Your answer should be the exact lines of the data below from the one containing "Decodes a POSIX" through the one containing "fn release(&self, file: &mut"; please include nothing else.

(Saved entries)
▽

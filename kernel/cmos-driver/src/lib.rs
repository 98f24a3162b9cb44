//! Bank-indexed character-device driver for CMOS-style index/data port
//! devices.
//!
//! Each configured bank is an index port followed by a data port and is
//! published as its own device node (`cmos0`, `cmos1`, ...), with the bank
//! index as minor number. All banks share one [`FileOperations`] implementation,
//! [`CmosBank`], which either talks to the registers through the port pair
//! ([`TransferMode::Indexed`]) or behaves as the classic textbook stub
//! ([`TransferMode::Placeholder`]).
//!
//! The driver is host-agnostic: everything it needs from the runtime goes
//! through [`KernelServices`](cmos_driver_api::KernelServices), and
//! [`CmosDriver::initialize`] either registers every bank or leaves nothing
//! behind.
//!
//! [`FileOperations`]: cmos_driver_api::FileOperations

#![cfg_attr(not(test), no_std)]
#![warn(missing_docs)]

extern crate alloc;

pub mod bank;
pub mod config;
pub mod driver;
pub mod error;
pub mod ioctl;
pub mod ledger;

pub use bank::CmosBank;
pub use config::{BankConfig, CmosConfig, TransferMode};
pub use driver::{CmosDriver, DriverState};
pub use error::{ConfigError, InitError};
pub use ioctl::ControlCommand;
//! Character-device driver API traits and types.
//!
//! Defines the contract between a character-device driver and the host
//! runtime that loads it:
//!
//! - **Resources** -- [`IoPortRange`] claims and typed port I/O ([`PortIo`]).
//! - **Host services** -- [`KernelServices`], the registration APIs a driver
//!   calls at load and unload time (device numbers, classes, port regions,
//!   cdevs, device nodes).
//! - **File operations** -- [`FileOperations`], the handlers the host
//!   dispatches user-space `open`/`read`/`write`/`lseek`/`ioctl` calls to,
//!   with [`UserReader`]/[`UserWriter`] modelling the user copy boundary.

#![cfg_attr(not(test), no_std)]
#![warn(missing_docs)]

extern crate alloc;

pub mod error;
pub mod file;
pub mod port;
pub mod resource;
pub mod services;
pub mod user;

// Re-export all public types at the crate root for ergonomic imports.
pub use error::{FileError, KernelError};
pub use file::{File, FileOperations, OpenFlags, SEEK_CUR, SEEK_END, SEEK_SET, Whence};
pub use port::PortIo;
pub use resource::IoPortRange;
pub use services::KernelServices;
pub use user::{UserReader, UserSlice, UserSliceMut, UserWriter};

△
▽

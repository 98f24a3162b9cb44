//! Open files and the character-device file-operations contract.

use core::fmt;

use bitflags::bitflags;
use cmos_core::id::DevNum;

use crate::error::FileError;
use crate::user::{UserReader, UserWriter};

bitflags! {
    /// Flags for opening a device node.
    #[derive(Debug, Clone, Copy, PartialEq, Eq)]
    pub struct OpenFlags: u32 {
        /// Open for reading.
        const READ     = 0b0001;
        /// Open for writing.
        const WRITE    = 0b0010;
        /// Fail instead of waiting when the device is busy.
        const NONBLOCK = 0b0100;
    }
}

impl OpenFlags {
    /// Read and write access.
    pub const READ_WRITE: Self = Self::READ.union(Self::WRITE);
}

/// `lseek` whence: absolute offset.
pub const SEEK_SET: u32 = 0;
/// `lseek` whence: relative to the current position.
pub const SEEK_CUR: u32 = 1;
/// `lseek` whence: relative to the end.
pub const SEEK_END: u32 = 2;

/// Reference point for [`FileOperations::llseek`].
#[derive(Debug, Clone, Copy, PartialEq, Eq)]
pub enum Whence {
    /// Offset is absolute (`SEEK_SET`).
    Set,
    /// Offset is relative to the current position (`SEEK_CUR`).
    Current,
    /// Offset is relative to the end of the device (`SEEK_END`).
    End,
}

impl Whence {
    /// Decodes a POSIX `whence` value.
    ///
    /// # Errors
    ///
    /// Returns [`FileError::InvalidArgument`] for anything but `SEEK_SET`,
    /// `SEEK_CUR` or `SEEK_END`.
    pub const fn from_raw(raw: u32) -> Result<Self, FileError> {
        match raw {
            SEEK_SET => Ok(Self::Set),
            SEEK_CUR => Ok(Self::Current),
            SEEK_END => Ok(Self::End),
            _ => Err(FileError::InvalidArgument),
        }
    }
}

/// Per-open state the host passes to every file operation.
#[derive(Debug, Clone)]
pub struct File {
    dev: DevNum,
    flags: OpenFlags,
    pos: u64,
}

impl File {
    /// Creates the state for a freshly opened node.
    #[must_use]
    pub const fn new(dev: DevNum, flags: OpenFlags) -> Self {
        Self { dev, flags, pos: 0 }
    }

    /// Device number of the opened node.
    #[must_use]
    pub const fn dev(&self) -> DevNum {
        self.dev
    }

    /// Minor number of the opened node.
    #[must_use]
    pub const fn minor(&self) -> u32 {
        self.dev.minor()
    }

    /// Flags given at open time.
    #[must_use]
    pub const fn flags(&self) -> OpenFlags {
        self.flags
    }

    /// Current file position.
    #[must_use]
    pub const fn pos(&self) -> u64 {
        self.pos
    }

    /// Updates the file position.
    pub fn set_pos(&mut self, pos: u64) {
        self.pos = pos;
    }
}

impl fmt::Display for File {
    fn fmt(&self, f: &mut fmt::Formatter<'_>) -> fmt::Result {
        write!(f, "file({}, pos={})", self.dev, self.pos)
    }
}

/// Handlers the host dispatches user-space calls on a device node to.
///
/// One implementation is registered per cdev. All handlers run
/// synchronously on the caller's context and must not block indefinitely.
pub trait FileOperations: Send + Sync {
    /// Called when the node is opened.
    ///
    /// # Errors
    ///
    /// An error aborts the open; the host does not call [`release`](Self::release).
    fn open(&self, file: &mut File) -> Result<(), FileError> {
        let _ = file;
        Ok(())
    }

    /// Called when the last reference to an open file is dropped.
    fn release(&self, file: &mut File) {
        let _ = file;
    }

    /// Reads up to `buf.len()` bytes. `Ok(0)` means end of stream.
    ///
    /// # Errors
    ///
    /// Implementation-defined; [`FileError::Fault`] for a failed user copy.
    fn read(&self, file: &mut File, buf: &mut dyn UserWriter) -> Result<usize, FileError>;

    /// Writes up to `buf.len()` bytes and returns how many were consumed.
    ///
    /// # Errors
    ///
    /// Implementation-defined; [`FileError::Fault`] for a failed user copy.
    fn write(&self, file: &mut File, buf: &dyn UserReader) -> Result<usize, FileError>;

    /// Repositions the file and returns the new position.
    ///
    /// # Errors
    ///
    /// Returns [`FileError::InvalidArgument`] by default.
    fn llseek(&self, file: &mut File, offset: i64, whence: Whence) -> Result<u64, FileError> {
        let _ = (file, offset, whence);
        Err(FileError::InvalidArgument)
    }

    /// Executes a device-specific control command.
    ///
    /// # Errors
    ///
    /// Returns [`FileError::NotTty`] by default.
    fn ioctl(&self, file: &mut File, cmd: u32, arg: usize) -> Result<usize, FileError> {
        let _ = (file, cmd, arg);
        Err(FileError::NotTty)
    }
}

△

**Solution for this problem**
    /// Decodes a POSIX `whence` value.
    ///
    /// # Errors
    ///
    /// Returns [`FileError::InvalidArgument`] for anything but `SEEK_SET`,
    /// `SEEK_CUR` or `SEEK_END`.
    pub const fn from_raw(raw: u32) -> Result<Self, FileError> {
        match raw {
            SEEK_SET => Ok(Self::Set),
            SEEK_CUR => Ok(Self::Current),
            SEEK_END => Ok(Self::End),
            _ => Err(FileError::InvalidArgument),
        }
    }
}

/// Per-open state the host passes to every file operation.
#[derive(Debug, Clone)]
pub struct File {
    dev: DevNum,
    flags: OpenFlags,
    pos: u64,
}

impl File {
    /// Creates the state for a freshly opened node.
    #[must_use]
    pub const fn new(dev: DevNum, flags: OpenFlags) -> Self {
        Self { dev, flags, pos: 0 }
    }

    /// Device number of the opened node.
    #[must_use]
    pub const fn dev(&self) -> DevNum {
        self.dev
    }

    /// Minor number of the opened node.
    #[must_use]
    pub const fn minor(&self) -> u32 {
        self.dev.minor()
    }

    /// Flags given at open time.
    #[must_use]
    pub const fn flags(&self) -> OpenFlags {
        self.flags
    }

    /// Current file position.
    #[must_use]
    pub const fn pos(&self) -> u64 {
        self.pos
    }

    /// Updates the file position.
    pub fn set_pos(&mut self, pos: u64) {
        self.pos = pos;
    }
}

impl fmt::Display for File {
    fn fmt(&self, f: &mut fmt::Formatter<'_>) -> fmt::Result {
        write!(f, "file({}, pos={})", self.dev, self.pos)
    }
}

/// Handlers the host dispatches user-space calls on a device node to.
///
/// One implementation is registered per cdev. All handlers run
/// synchronously on the caller's context and must not block indefinitely.
pub trait FileOperations: Send + Sync {
    /// Called when the node is opened.
    ///
    /// # Errors
    ///
    /// An error aborts the open; the host does not call [`release`](Self::release).
    fn open(&self, file: &mut File) -> Result<(), FileError> {
        let _ = file;
        Ok(())
    }

    /// Called when the last reference to an open file is dropped.
    fn release(&self, file: &mut File) {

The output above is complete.